"""

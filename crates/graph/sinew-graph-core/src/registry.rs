//! Node-type registry: stable names mapped to factories.
//!
//! The registry is an explicit object owned by whoever loads documents —
//! never process-global state. `with_builtins` registers every kind this
//! crate ships; hosts can layer their own factories on top.

use hashbrown::HashMap;
use sinew_api_core::{ops, Value, ValueType};

use crate::canvas::{is_animatable, is_arithmetic, is_orderable, is_transformable, Canvas};
use crate::error::GraphError;
use crate::types::{composite_slots, NodeId};

pub type NodeFactory = fn(&mut Canvas, &Value) -> Result<NodeId, GraphError>;

pub struct NodeRegistry {
    factories: HashMap<String, NodeFactory>,
}

impl Default for NodeRegistry {
    fn default() -> Self {
        NodeRegistry::with_builtins()
    }
}

impl NodeRegistry {
    pub fn empty() -> Self {
        NodeRegistry {
            factories: HashMap::new(),
        }
    }

    pub fn with_builtins() -> Self {
        let mut registry = NodeRegistry::empty();
        registry.register("constant", |canvas, value| Ok(canvas.add_const(value.clone())));
        registry.register("animated", |canvas, value| {
            canvas.add_animated(value.value_type())
        });
        registry.register("add", |canvas, value| canvas.add_add(value));
        registry.register("subtract", |canvas, value| canvas.add_subtract(value));
        registry.register("scale", |canvas, value| canvas.add_scale(value));
        registry.register("exp", |canvas, value| {
            let seed = value.as_real().ok_or(GraphError::UnsupportedType {
                kind: "exp",
                ty: value.value_type(),
            })?;
            Ok(canvas.add_exp(seed))
        });
        registry.register("range", |canvas, value| canvas.add_range(value));
        registry.register("composite", |canvas, value| canvas.add_composite(value));
        registry.register("segcalctangent", |canvas, _| {
            Ok(canvas.add_seg_calc_tangent())
        });
        registry.register("bone", |canvas, value| {
            let bone = value.as_bone().ok_or(GraphError::UnsupportedType {
                kind: "bone",
                ty: value.value_type(),
            })?;
            Ok(canvas.add_bone(bone))
        });
        registry.register("bonelink", |canvas, value| {
            let root = canvas.root_bone();
            canvas.add_bone_link(root, value)
        });
        registry.register("boneinfluence", |canvas, value| {
            let base = value.as_vector().ok_or(GraphError::UnsupportedType {
                kind: "boneinfluence",
                ty: value.value_type(),
            })?;
            Ok(canvas.add_bone_influence(base))
        });
        registry.register("boneweightpair", |canvas, value| {
            let weight = value
                .as_bone_weight_pair()
                .map(|p| p.weight)
                .unwrap_or(1.0);
            let root = canvas.root_bone();
            Ok(canvas.add_bone_weight_pair(root, weight))
        });
        registry.register("static_list", |canvas, value| {
            let list = value.as_list().ok_or(GraphError::UnsupportedType {
                kind: "static_list",
                ty: value.value_type(),
            })?;
            let contained = list.contained.clone();
            let items = list.items.clone();
            let entries = items.into_iter().map(|v| canvas.add_const(v)).collect();
            canvas.add_static_list(contained, entries)
        });
        registry.register("dynamic_list", |canvas, value| {
            seed_dynamic_list(canvas, value, SeedFlavor::Plain)
        });
        registry.register("bline", |canvas, value| {
            seed_dynamic_list(canvas, value, SeedFlavor::BLine)
        });
        registry.register("wplist", |canvas, value| {
            seed_dynamic_list(canvas, value, SeedFlavor::WpList)
        });
        registry.register("dilist", |canvas, value| {
            seed_dynamic_list(canvas, value, SeedFlavor::DiList)
        });
        registry.register("average", |canvas, value| {
            canvas.add_average(value.value_type())
        });
        registry.register("weighted_average", |canvas, value| {
            canvas.add_weighted_average(value.value_type())
        });
        registry
    }

    pub fn register(&mut self, name: &str, factory: NodeFactory) {
        self.factories.insert(name.to_string(), factory);
    }

    pub fn names(&self) -> impl Iterator<Item = &str> {
        self.factories.keys().map(String::as_str)
    }

    pub fn contains(&self, name: &str) -> bool {
        self.factories.contains_key(name)
    }

    /// Create a node by registered name, seeded from `value`. Unknown names
    /// fail with the distinguishable not-found error.
    pub fn create(
        &self,
        canvas: &mut Canvas,
        name: &str,
        value: &Value,
    ) -> Result<NodeId, GraphError> {
        let factory = self
            .factories
            .get(name)
            .ok_or_else(|| GraphError::IdNotFound(name.to_string()))?;
        factory(canvas, value)
    }
}

enum SeedFlavor {
    Plain,
    BLine,
    WpList,
    DiList,
}

fn seed_dynamic_list(
    canvas: &mut Canvas,
    value: &Value,
    flavor: SeedFlavor,
) -> Result<NodeId, GraphError> {
    let list = value.as_list().ok_or(GraphError::UnsupportedType {
        kind: "dynamic_list",
        ty: value.value_type(),
    })?;
    let contained = list.contained.clone();
    let looped = list.looped;
    let items = list.items.clone();
    let node = match flavor {
        SeedFlavor::Plain => {
            let id = canvas.add_dynamic_list(contained);
            // new vector polygons start out looped
            if list.contained == ValueType::Vector {
                canvas.set_list_loop(id, true)?;
            }
            id
        }
        SeedFlavor::BLine => canvas.add_bline(),
        SeedFlavor::WpList => canvas.add_wplist(),
        SeedFlavor::DiList => canvas.add_dilist(),
    };
    if looped {
        canvas.set_list_loop(node, true)?;
    }
    for item in items {
        let child = canvas.add_const(item);
        canvas.list_add(node, child, None)?;
    }
    Ok(node)
}

/// Static capability query: can a node of this registered kind ever carry
/// the given value type? Used by hosts to validate wiring before commit.
pub fn check_type(name: &str, ty: &ValueType) -> bool {
    match name {
        "constant" => true,
        "animated" => is_animatable(ty),
        "add" | "subtract" | "scale" => is_arithmetic(ty),
        "exp" => ty == &ValueType::Real,
        "range" => is_orderable(ty),
        "composite" => composite_slots(ty).is_some(),
        "segcalctangent" => ty == &ValueType::Vector,
        "bone" => ty == &ValueType::Bone,
        "bone_root" => false,
        "bonelink" => is_transformable(ty),
        "boneinfluence" => ty == &ValueType::Vector,
        "boneweightpair" => ty == &ValueType::BoneWeightPair,
        "static_list" | "dynamic_list" | "bline" | "wplist" | "dilist" => ty == &ValueType::List,
        "average" | "weighted_average" => ops::is_averageable(ty),
        _ => false,
    }
}

#[cfg(test)]
mod tests {
    use super::*;
    use sinew_api_core::Time;

    #[test]
    fn builtin_factories_create_working_nodes() {
        let registry = NodeRegistry::with_builtins();
        let mut canvas = Canvas::new();
        let node = registry
            .create(&mut canvas, "add", &Value::Real(4.0))
            .unwrap();
        assert_eq!(canvas.value(node, Time(0.0)), Value::Real(4.0));
    }

    #[test]
    fn unknown_names_are_a_not_found_error() {
        let registry = NodeRegistry::with_builtins();
        let mut canvas = Canvas::new();
        let err = registry
            .create(&mut canvas, "no_such_kind", &Value::Real(0.0))
            .unwrap_err();
        assert!(matches!(err, GraphError::IdNotFound(_)));
    }

    #[test]
    fn capability_table_matches_factories() {
        assert!(check_type("add", &ValueType::Vector));
        assert!(!check_type("add", &ValueType::String));
        assert!(check_type("animated", &ValueType::Bool));
        assert!(!check_type("animated", &ValueType::Segment));
        assert!(check_type("average", &ValueType::Real));
        assert!(!check_type("average", &ValueType::Bool));
        assert!(!check_type("bone_root", &ValueType::Bone));
    }
}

"""

- [ABOUT THIS TASK] For this exercise, transcribe all the records exactly.

- [EXERCISE SOLUTION]
filename crates/graph/sinew-graph-core/src/registry.rs
//! Node-type registry: stable names mapped to factories.
//!
//! The registry is an explicit object owned by whoever loads documents —
//! never process-global state. `with_builtins` registers every kind this
//! crate ships; hosts can layer their own factories on top.

use hashbrown::HashMap;
use sinew_api_core::{ops, Value, ValueType};

use crate::canvas::{is_animatable, is_arithmetic, is_orderable, is_transformable, Canvas};
use crate::error::GraphError;
use crate::types::{composite_slots, NodeId};

pub type NodeFactory = fn(&mut Canvas, &Value) -> Result<NodeId, GraphError>;

pub struct NodeRegistry {
    factories: HashMap<String, NodeFactory>,
}

impl Default for NodeRegistry {
    fn default() -> Self {
        NodeRegistry::with_builtins()
    }
}

impl NodeRegistry {
    pub fn empty() -> Self {
        NodeRegistry {
            factories: HashMap::new(),
        }
    }

    pub fn with_builtins() -> Self {
        let mut registry = NodeRegistry::empty();
        registry.register("constant", |canvas, value| Ok(canvas.add_const(value.clone())));
        registry.register("animated", |canvas, value| {
            canvas.add_animated(value.value_type())
        });
        registry.register("add", |canvas, value| canvas.add_add(value));
        registry.register("subtract", |canvas, value| canvas.add_subtract(value));
        registry.register("scale", |canvas, value| canvas.add_scale(value));
        registry.register("exp", |canvas, value| {
            let seed = value.as_real().ok_or(GraphError::UnsupportedType {
                kind: "exp",
                ty: value.value_type(),
            })?;
            Ok(canvas.add_exp(seed))
        });
        registry.register("range", |canvas, value| canvas.add_range(value));
        registry.register("composite", |canvas, value| canvas.add_composite(value));
        registry.register("segcalctangent", |canvas, _| {
            Ok(canvas.add_seg_calc_tangent())
        });
        registry.register("bone", |canvas, value| {
            let bone = value.as_bone().ok_or(GraphError::UnsupportedType {
                kind: "bone",
                ty: value.value_type(),
            })?;
            Ok(canvas.add_bone(bone))
        });
        registry.register("bonelink", |canvas, value| {
            let root = canvas.root_bone();
            canvas.add_bone_link(root, value)
        });
        registry.register("boneinfluence", |canvas, value| {
            let base = value.as_vector().ok_or(GraphError::UnsupportedType {
                kind: "boneinfluence",
                ty: value.value_type(),
            })?;
            Ok(canvas.add_bone_influence(base))
        });
        registry.register("boneweightpair", |canvas, value| {
            let weight = value
                .as_bone_weight_pair()
                .map(|p| p.weight)
                .unwrap_or(1.0);
            let root = canvas.root_bone();
            Ok(canvas.add_bone_weight_pair(root, weight))
        });
        registry.register("static_list", |canvas, value| {
            let list = value.as_list().ok_or(GraphError::UnsupportedType {
                kind: "static_list",
                ty: value.value_type(),
            })?;
            let contained = list.contained.clone();
            let items = list.items.clone();
            let entries = items.into_iter().map(|v| canvas.add_const(v)).collect();
            canvas.add_static_list(contained, entries)
        });
        registry.register("dynamic_list", |canvas, value| {
            seed_dynamic_list(canvas, value, SeedFlavor::Plain)
        });
        registry.register("bline", |canvas, value| {
            seed_dynamic_list(canvas, value, SeedFlavor::BLine)
        });
        registry.register("wplist", |canvas, value| {
            seed_dynamic_list(canvas, value, SeedFlavor::WpList)
        });
        registry.register("dilist", |canvas, value| {
            seed_dynamic_list(canvas, value, SeedFlavor::DiList)
        });
        registry.register("average", |canvas, value| {
            canvas.add_average(value.value_type())
        });
        registry.register("weighted_average", |canvas, value| {
            canvas.add_weighted_average(value.value_type())
        });
        registry
    }

    pub fn register(&mut self, name: &str, factory: NodeFactory) {
        self.factories.insert(name.to_string(), factory);
    }

    pub fn names(&self) -> impl Iterator<Item = &str> {
        self.factories.keys().map(String::as_str)
    }

    pub fn contains(&self, name: &str) -> bool {
        self.factories.contains_key(name)
    }

    /// Create a node by registered name, seeded from `value`. Unknown names
    /// fail with the distinguishable not-found error.
    pub fn create(
        &self,
        canvas: &mut Canvas,
        name: &str,
        value: &Value,
    ) -> Result<NodeId, GraphError> {
        let factory = self
            .factories
            .get(name)
            .ok_or_else(|| GraphError::IdNotFound(name.to_string()))?;
        factory(canvas, value)
    }
}

enum SeedFlavor {
    Plain,
    BLine,
    WpList,
    DiList,
}

fn seed_dynamic_list(
    canvas: &mut Canvas,
    value: &Value,
    flavor: SeedFlavor,
) -> Result<NodeId, GraphError> {
    let list = value.as_list().ok_or(GraphError::UnsupportedType {
        kind: "dynamic_list",
        ty: value.value_type(),
    })?;
    let contained = list.contained.clone();
    let looped = list.looped;
    let items = list.items.clone();
    let node = match flavor {
        SeedFlavor::Plain => {
            let id = canvas.add_dynamic_list(contained);
            // new vector polygons start out looped
            if list.contained == ValueType::Vector {
                canvas.set_list_loop(id, true)?;
            }
            id
        }
        SeedFlavor::BLine => canvas.add_bline(),
        SeedFlavor::WpList => canvas.add_wplist(),
        SeedFlavor::DiList => canvas.add_dilist(),
    };
    if looped {
        canvas.set_list_loop(node, true)?;
    }
    for item in items {
        let child = canvas.add_const(item);
        canvas.list_add(node, child, None)?;
    }
    Ok(node)
}

/// Static capability query: can a node of this registered kind ever carry
/// the given value type? Used by hosts to validate wiring before commit.
pub fn check_type(name: &str, ty: &ValueType) -> bool {
    match name {
        "constant" => true,
        "animated" => is_animatable(ty),
        "add" | "subtract" | "scale" => is_arithmetic(ty),
        "exp" => ty == &ValueType::Real,
        "range" => is_orderable(ty),
        "composite" => composite_slots(ty).is_some(),
        "segcalctangent" => ty == &ValueType::Vector,
        "bone" => ty == &ValueType::Bone,
        "bone_root" => false,
        "bonelink" => is_transformable(ty),
        "boneinfluence" => ty == &ValueType::Vector,
        "boneweightpair" => ty == &ValueType::BoneWeightPair,
        "static_list" | "dynamic_list" | "bline" | "wplist" | "dilist" => ty == &ValueType::List,
        "average" | "weighted_average" => ops::is_averageable(ty),
        _ => false,
    }
}

#[cfg(test)]
mod tests {
    use super::*;
    use sinew_api_core::Time;

    #[test]
    fn builtin_factories_create_working_nodes() {
        let registry = NodeRegistry::with_builtins();
        let mut canvas = Canvas::new();
        let node = registry
            .create(&mut canvas, "add", &Value::Real(4.0))
            .unwrap();
        assert_eq!(canvas.value(node, Time(0.0)), Value::Real(4.0));
    }

    #[test]
    fn unknown_names_are_a_not_found_error() {
        let registry = NodeRegistry::with_builtins();
        let mut canvas = Canvas::new();
        let err = registry
            .create(&mut canvas, "no_such_kind", &Value::Real(0.0))
            .unwrap_err();
        assert!(matches!(err, GraphError::IdNotFound(_)));
    }

    #[test]
    fn capability_table_matches_factories() {
        assert!(check_type("add", &ValueType::Vector));
        assert!(!check_type("add", &ValueType::String));
        assert!(check_type("animated", &ValueType::Bool));
        assert!(!check_type("animated", &ValueType::Segment));
        assert!(check_type("average", &ValueType::Real));
        assert!(!check_type("average", &ValueType::Bool));
        assert!(!check_type("bone_root", &ValueType::Bone));
    }
}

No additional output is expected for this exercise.